Trotz nötiger Investitionen in das Netz und technische Anlagen wie Pumpen, stellt Ossowski Preissenkungen in Aussicht. Schmutzwasser koste den Verbraucher seit Anfang des Jahres 4,86 Euro je Kubikmeter. Das TBZ würde bei Übernahme des Netzes auf 4,70 Euro senken. Bei Niederschlagswasser sinke der Betrag von 44 auf 38 Cent je Quadratmeter versiegelter Fläche. „Das ist wegen der Netzgröße möglich.“ Die Flensburger planen, 500  000 bis 600  000 Euro jährlich in den nächsten Jahren zu investieren. Glücksburg hatte die Preise für Schmutz- und Oberflächenwasser erst zum 1. Januar 2015 erhöht: von 4,20 auf 4,86 Euro je Kubikmeter Schmutzwasser und von 0,32 auf 0,44 Euro pro Quadratmeter (Oberflächenwasser). Die Abrechnung hat das TBZ mit diesem Jahr bereits übernommen.

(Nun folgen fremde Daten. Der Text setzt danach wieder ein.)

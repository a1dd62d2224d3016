//! Pairing: exchanging a one-time code for an API token.

use serde::Serialize;
use tracing::{info, instrument};

use super::Client;
use crate::{
    error::{ClientError, Result},
    identity::Sin,
    models::TokenRecord,
    request::{ApiRequest, Payload},
    transport::ApiResponse,
};

/// Endpoint that issues pairing tokens.
pub const TOKENS_ENDPOINT: &str = "/tokens";

/// Error message for a pairing response with an empty token list.
pub const NO_TOKEN_MESSAGE: &str = "token data not returned";

/// Body of `POST /tokens`.
#[derive(Debug, Serialize)]
#[serde(rename_all = "camelCase")]
struct PairingRequest<'a> {
    id: &'a Sin,
    pairing_code: &'a str,
}

/// Extracts the token from a pairing response.
///
/// The body is a JSON array of `{"token": ...}` records; the first one wins.
///
/// # Errors
///
/// Returns [`ClientError::ResponseFormat`] if the body is not such an array
/// and [`ClientError::Pairing`] if the array is empty.
pub fn token_from_response(response: &ApiResponse) -> Result<String> {
    let records: Vec<TokenRecord> = response.json()?;
    records
        .into_iter()
        .next()
        .map(|record| record.token)
        .ok_or_else(|| ClientError::Pairing(NO_TOKEN_MESSAGE.to_owned()))
}

impl Client {
    /// Pairs the client with the server using a one-time pairing code.
    ///
    /// Sends `{"id": <SIN>, "pairingCode": <code>}` to `POST /tokens` and
    /// installs the first returned token. The call goes through the same path
    /// as any other request, so a client that already holds a token carries
    /// it in the body. On any failure the current token is left untouched.
    ///
    /// # Errors
    ///
    /// - [`ClientError::InvalidInput`] if `code` is blank
    /// - [`ClientError::ServerRejected`] if the server refuses the code
    /// - [`ClientError::ResponseFormat`] if the response is not a token list
    /// - [`ClientError::Pairing`] if the token list is empty
    /// - transport errors as for [`Client::send`]
    #[instrument(skip(self, code), fields(sin = %self.sin()))]
    pub async fn pair(&self, code: &str) -> Result<()> {
        if code.trim().is_empty() {
            return Err(ClientError::InvalidInput("pairing code must not be empty".to_owned()));
        }

        let body = PairingRequest { id: self.sin(), pairing_code: code };
        let request = ApiRequest::post(TOKENS_ENDPOINT, Payload::from_serializable(&body)?);

        let response = self.send(&request).await?;
        let token = token_from_response(&response)?;

        self.token.install(token).await;
        info!("client paired");
        Ok(())
    }
}
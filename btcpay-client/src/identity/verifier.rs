//! Verification of signed requests, as performed by the server.

use k256::ecdsa::{Signature, VerifyingKey};
use sha2::{Digest, Sha256};
use signature::hazmat::PrehashVerifier;
use tracing::{debug, instrument};

use crate::error::{ClientError, Result};

/// Verifies an `X-Signature` value against an `X-Identity` value.
///
/// Reconstructs `SHA256(canonical)` and checks the DER signature with the
/// compressed public key. Any change to a single byte of `canonical` makes
/// verification fail.
///
/// # Arguments
///
/// * `identity` - compressed public key, hex (`X-Identity`)
/// * `canonical` - resolved URL followed by the body bytes
/// * `signature` - DER signature, hex (`X-Signature`)
///
/// # Errors
///
/// Returns [`ClientError::KeyFormat`] if the identity is not a valid
/// secp256k1 point, and [`ClientError::Signing`] if the signature is
/// malformed or does not verify.
#[instrument(skip(identity, canonical, signature), fields(canonical_len = canonical.len()))]
pub fn verify_signature(identity: &str, canonical: &[u8], signature: &str) -> Result<()> {
    let key_bytes = hex::decode(identity)
        .map_err(|e| ClientError::KeyFormat(format!("identity is not hex: {e}")))?;
    let verifying_key = VerifyingKey::from_sec1_bytes(&key_bytes)
        .map_err(|_| ClientError::KeyFormat("identity is not a secp256k1 point".to_owned()))?;

    let signature_bytes = hex::decode(signature)
        .map_err(|e| ClientError::Signing(format!("signature is not hex: {e}")))?;
    let signature = Signature::from_der(&signature_bytes)
        .map_err(|e| ClientError::Signing(format!("signature is not DER: {e}")))?;

    let digest = Sha256::digest(canonical);
    verifying_key.verify_prehash(&digest, &signature).map_err(|_| {
        debug!("signature rejected");
        ClientError::Signing("signature verification failed".to_owned())
    })
}
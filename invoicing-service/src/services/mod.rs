//! Services module for invoicing-service.

pub mod authz;
pub mod calculator;
pub mod clock;
pub mod database;
pub mod dispatcher;
pub mod email;
pub mod events;
pub mod invoices;
pub mod memory;
pub mod metrics;
pub mod scheduler;
pub mod status;
pub mod store;

pub use authz::{Authorizer, OrganizationScopeAuthorizer};
pub use calculator::LineItemCalculator;
pub use clock::{Clock, FixedClock, SystemClock};
pub use database::Database;
pub use dispatcher::{DispatchSummary, DispatcherSettings, ReminderDispatcher};
pub use email::{EmailTransport, MockEmailTransport, SmtpTransport};
pub use events::{InvoiceChangeListener, LoggingChangeListener};
pub use invoices::{InvoiceService, InvoiceView};
pub use memory::MemoryStore;
pub use metrics::{get_metrics, init_metrics};
pub use scheduler::ReminderScheduler;
pub use status::{InvoiceStatusMachine, OptimisticStatus, TransitionPolicy};
pub use store::InvoiceStore;
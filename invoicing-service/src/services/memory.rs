//! In-memory `InvoiceStore` for tests and local development.

use crate::error::InvoicingError;
use crate::models::{
    Customer, DueReminder, EmailReminder, Invoice, InvoiceStatus, InvoiceTotals, LineItem,
    NewCustomer, NewInvoice, NewReminder, ReminderStatus,
};
use crate::services::store::InvoiceStore;
use async_trait::async_trait;
use chrono::{DateTime, Utc};
use rust_decimal::Decimal;
use std::collections::HashMap;
use tokio::sync::Mutex;
use uuid::Uuid;

#[derive(Default)]
struct Tables {
    customers: HashMap<Uuid, Customer>,
    invoices: HashMap<Uuid, Invoice>,
    reminders: HashMap<Uuid, EmailReminder>,
}

/// All state sits behind one mutex, so every conditional update is a
/// compare-and-set.
#[derive(Default)]
pub struct MemoryStore {
    tables: Mutex<Tables>,
}

impl MemoryStore {
    pub fn new() -> Self {
        Self::default()
    }
}

#[async_trait]
impl InvoiceStore for MemoryStore {
    async fn health_check(&self) -> Result<(), InvoicingError> {
        Ok(())
    }

    async fn create_customer(&self, input: &NewCustomer) -> Result<Customer, InvoicingError> {
        let customer = Customer {
            customer_id: Uuid::new_v4(),
            organization_id: input.organization_id,
            name: input.name.clone(),
            email: input.email.clone(),
            created_utc: Utc::now(),
        };
        let mut tables = self.tables.lock().await;
        tables.customers.insert(customer.customer_id, customer.clone());
        Ok(customer)
    }

    async fn get_customer(
        &self,
        organization_id: Uuid,
        customer_id: Uuid,
    ) -> Result<Option<Customer>, InvoicingError> {
        let tables = self.tables.lock().await;
        Ok(tables
            .customers
            .get(&customer_id)
            .filter(|c| c.organization_id == organization_id)
            .cloned())
    }

    async fn delete_customer(
        &self,
        organization_id: Uuid,
        customer_id: Uuid,
    ) -> Result<bool, InvoicingError> {
        let mut tables = self.tables.lock().await;
        let owned = tables
            .customers
            .get(&customer_id)
            .is_some_and(|c| c.organization_id == organization_id);
        if !owned {
            return Ok(false);
        }

        tables.customers.remove(&customer_id);
        let invoice_ids: Vec<Uuid> = tables
            .invoices
            .values()
            .filter(|i| i.customer_id == customer_id)
            .map(|i| i.invoice_id)
            .collect();
        for invoice_id in &invoice_ids {
            tables.invoices.remove(invoice_id);
        }
        tables
            .reminders
            .retain(|_, r| !invoice_ids.contains(&r.invoice_id));
        Ok(true)
    }

    async fn create_invoice(&self, input: &NewInvoice) -> Result<Invoice, InvoicingError> {
        let now = Utc::now();
        let invoice = Invoice {
            invoice_id: Uuid::new_v4(),
            organization_id: input.organization_id,
            customer_id: input.customer_id,
            line_items: input.line_items.clone(),
            subtotal: input.totals.subtotal,
            tax_amount: input.totals.tax_amount,
            total: input.totals.total,
            tax_rate: input.tax_rate,
            currency: input.currency.clone(),
            issue_date: input.issue_date,
            due_date: Some(input.due_date),
            payment_terms: input.payment_terms,
            status: input.status,
            payment_date: None,
            notes: input.notes.clone(),
            last_reminded_utc: None,
            created_utc: now,
            updated_utc: now,
        };

        let mut tables = self.tables.lock().await;
        let customer_known = tables
            .customers
            .get(&input.customer_id)
            .is_some_and(|c| c.organization_id == input.organization_id);
        if !customer_known {
            return Err(InvoicingError::NotFound("Customer"));
        }
        tables.invoices.insert(invoice.invoice_id, invoice.clone());
        Ok(invoice)
    }

    async fn get_invoice(
        &self,
        organization_id: Uuid,
        invoice_id: Uuid,
    ) -> Result<Option<Invoice>, InvoicingError> {
        let tables = self.tables.lock().await;
        Ok(tables
            .invoices
            .get(&invoice_id)
            .filter(|i| i.organization_id == organization_id)
            .cloned())
    }

    async fn update_line_items(
        &self,
        organization_id: Uuid,
        invoice_id: Uuid,
        line_items: &[LineItem],
        tax_rate: Option<Decimal>,
        totals: InvoiceTotals,
    ) -> Result<Option<Invoice>, InvoicingError> {
        let mut tables = self.tables.lock().await;
        let Some(invoice) = tables
            .invoices
            .get_mut(&invoice_id)
            .filter(|i| i.organization_id == organization_id)
        else {
            return Ok(None);
        };

        invoice.line_items = line_items.to_vec();
        invoice.tax_rate = tax_rate;
        invoice.subtotal = totals.subtotal;
        invoice.tax_amount = totals.tax_amount;
        invoice.total = totals.total;
        invoice.updated_utc = Utc::now();
        Ok(Some(invoice.clone()))
    }

    async fn update_invoice_status(
        &self,
        organization_id: Uuid,
        invoice_id: Uuid,
        expected: InvoiceStatus,
        status: InvoiceStatus,
        payment_date: Option<DateTime<Utc>>,
    ) -> Result<Option<Invoice>, InvoicingError> {
        let mut tables = self.tables.lock().await;
        let Some(invoice) = tables
            .invoices
            .get_mut(&invoice_id)
            .filter(|i| i.organization_id == organization_id && i.status == expected)
        else {
            return Ok(None);
        };

        invoice.status = status;
        if payment_date.is_some() {
            invoice.payment_date = payment_date;
        }
        invoice.updated_utc = Utc::now();
        Ok(Some(invoice.clone()))
    }

    async fn create_reminder(&self, input: &NewReminder) -> Result<EmailReminder, InvoicingError> {
        let reminder = EmailReminder {
            reminder_id: Uuid::new_v4(),
            invoice_id: input.invoice_id,
            organization_id: input.organization_id,
            reminder_type: input.reminder_type,
            days: input.days,
            email_template: input.email_template.clone(),
            scheduled_date: input.scheduled_date,
            status: ReminderStatus::Scheduled,
            attempts: 0,
            last_error: None,
            claimed_utc: None,
            sent_date: None,
            created_utc: Utc::now(),
        };

        let mut tables = self.tables.lock().await;
        if !tables.invoices.contains_key(&input.invoice_id) {
            return Err(InvoicingError::NotFound("Invoice"));
        }
        tables.reminders.insert(reminder.reminder_id, reminder.clone());
        Ok(reminder)
    }

    async fn get_reminder(
        &self,
        organization_id: Uuid,
        reminder_id: Uuid,
    ) -> Result<Option<EmailReminder>, InvoicingError> {
        let tables = self.tables.lock().await;
        Ok(tables
            .reminders
            .get(&reminder_id)
            .filter(|r| r.organization_id == organization_id)
            .cloned())
    }

    async fn list_reminders_for_invoice(
        &self,
        organization_id: Uuid,
        invoice_id: Uuid,
    ) -> Result<Vec<EmailReminder>, InvoicingError> {
        let tables = self.tables.lock().await;
        let mut reminders: Vec<EmailReminder> = tables
            .reminders
            .values()
            .filter(|r| r.organization_id == organization_id && r.invoice_id == invoice_id)
            .cloned()
            .collect();
        reminders.sort_by_key(|r| (r.scheduled_date, r.created_utc));
        Ok(reminders)
    }

    async fn list_reminders_by_status(
        &self,
        status: ReminderStatus,
    ) -> Result<Vec<DueReminder>, InvoicingError> {
        let tables = self.tables.lock().await;
        let mut due: Vec<DueReminder> = tables
            .reminders
            .values()
            .filter(|r| r.status == status)
            .map(|r| {
                let invoice = tables.invoices.get(&r.invoice_id).cloned();
                let customer = invoice
                    .as_ref()
                    .and_then(|i| tables.customers.get(&i.customer_id))
                    .cloned();
                DueReminder {
                    reminder: r.clone(),
                    invoice,
                    customer,
                }
            })
            .collect();
        due.sort_by_key(|d| d.reminder.scheduled_date);
        Ok(due)
    }

    async fn claim_reminder(
        &self,
        reminder_id: Uuid,
        claimed_at: DateTime<Utc>,
    ) -> Result<bool, InvoicingError> {
        let mut tables = self.tables.lock().await;
        match tables.reminders.get_mut(&reminder_id) {
            Some(reminder) if reminder.status == ReminderStatus::Scheduled => {
                reminder.status = ReminderStatus::Sending;
                reminder.claimed_utc = Some(claimed_at);
                Ok(true)
            }
            _ => Ok(false),
        }
    }

    async fn mark_reminder_sent(
        &self,
        reminder_id: Uuid,
        sent_at: DateTime<Utc>,
    ) -> Result<bool, InvoicingError> {
        let mut tables = self.tables.lock().await;
        let invoice_id = match tables.reminders.get_mut(&reminder_id) {
            Some(reminder) if reminder.status == ReminderStatus::Sending => {
                reminder.status = ReminderStatus::Sent;
                reminder.sent_date = Some(sent_at);
                reminder.claimed_utc = None;
                reminder.invoice_id
            }
            _ => return Ok(false),
        };
        if let Some(invoice) = tables.invoices.get_mut(&invoice_id) {
            invoice.last_reminded_utc = Some(sent_at);
        }
        Ok(true)
    }

    async fn record_send_failure(
        &self,
        reminder_id: Uuid,
        error: &str,
        max_attempts: u32,
    ) -> Result<Option<ReminderStatus>, InvoicingError> {
        let mut tables = self.tables.lock().await;
        match tables.reminders.get_mut(&reminder_id) {
            Some(reminder) if reminder.status == ReminderStatus::Sending => {
                reminder.attempts += 1;
                reminder.last_error = Some(error.to_string());
                reminder.claimed_utc = None;
                reminder.status = if reminder.attempts >= max_attempts {
                    ReminderStatus::Failed
                } else {
                    ReminderStatus::Scheduled
                };
                Ok(Some(reminder.status))
            }
            _ => Ok(None),
        }
    }

    async fn release_stale_claims(
        &self,
        claimed_before: DateTime<Utc>,
    ) -> Result<u64, InvoicingError> {
        let mut tables = self.tables.lock().await;
        let mut released = 0;
        for reminder in tables.reminders.values_mut() {
            let stale = reminder.status == ReminderStatus::Sending
                && reminder.claimed_utc.is_some_and(|at| at < claimed_before);
            if stale {
                reminder.status = ReminderStatus::Scheduled;
                reminder.claimed_utc = None;
                released += 1;
            }
        }
        Ok(released)
    }

    async fn cancel_reminder(
        &self,
        organization_id: Uuid,
        reminder_id: Uuid,
    ) -> Result<Option<EmailReminder>, InvoicingError> {
        let mut tables = self.tables.lock().await;
        match tables.reminders.get_mut(&reminder_id) {
            Some(reminder)
                if reminder.organization_id == organization_id
                    && reminder.status == ReminderStatus::Scheduled =>
            {
                reminder.status = ReminderStatus::Cancelled;
                Ok(Some(reminder.clone()))
            }
            _ => Ok(None),
        }
    }
}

Vorteile sehen Ewen und Ossowski auch bei der Tilgung der Verbindlichkeiten. Übernehmen die Flensburger die 10,4 Millionen Euro betragenden Kredite bei Nospa, DKB und Investitionsbank, wäre ein zügiger Abtrag in jedem Fall möglich. Statt die Schulden wie geplant bis 2033 zu begleichen, peilen die Flensburger das Jahr 2019 an. Ewen war wichtig zu betonen: „Bei der Übernahme des Netzes entstehen Glücksburg keine Kosten.“ Unabhängig davon, wie die Kredite geregelt würden. Der TBZ-Chef forderte nachdrücklich eine Grundsatzentscheidung Glücksburgs ein, damit an den Plänen weitergearbeitet werden könne. Dass die Entscheidung für Glücksburg nicht einfach sei, verschwieg der Flensburger nicht: „Der Knackpunkt des Ganzen ist, dass Glücksburg die gesamte Entscheidungshoheit über die Entwässerung abgeben wird.“ Widerspruch sei möglich, aber es müsse eine Lösung gefunden werden. Sprich: Am Ende bestimmt das TBZ die Gebühren und Investitionen.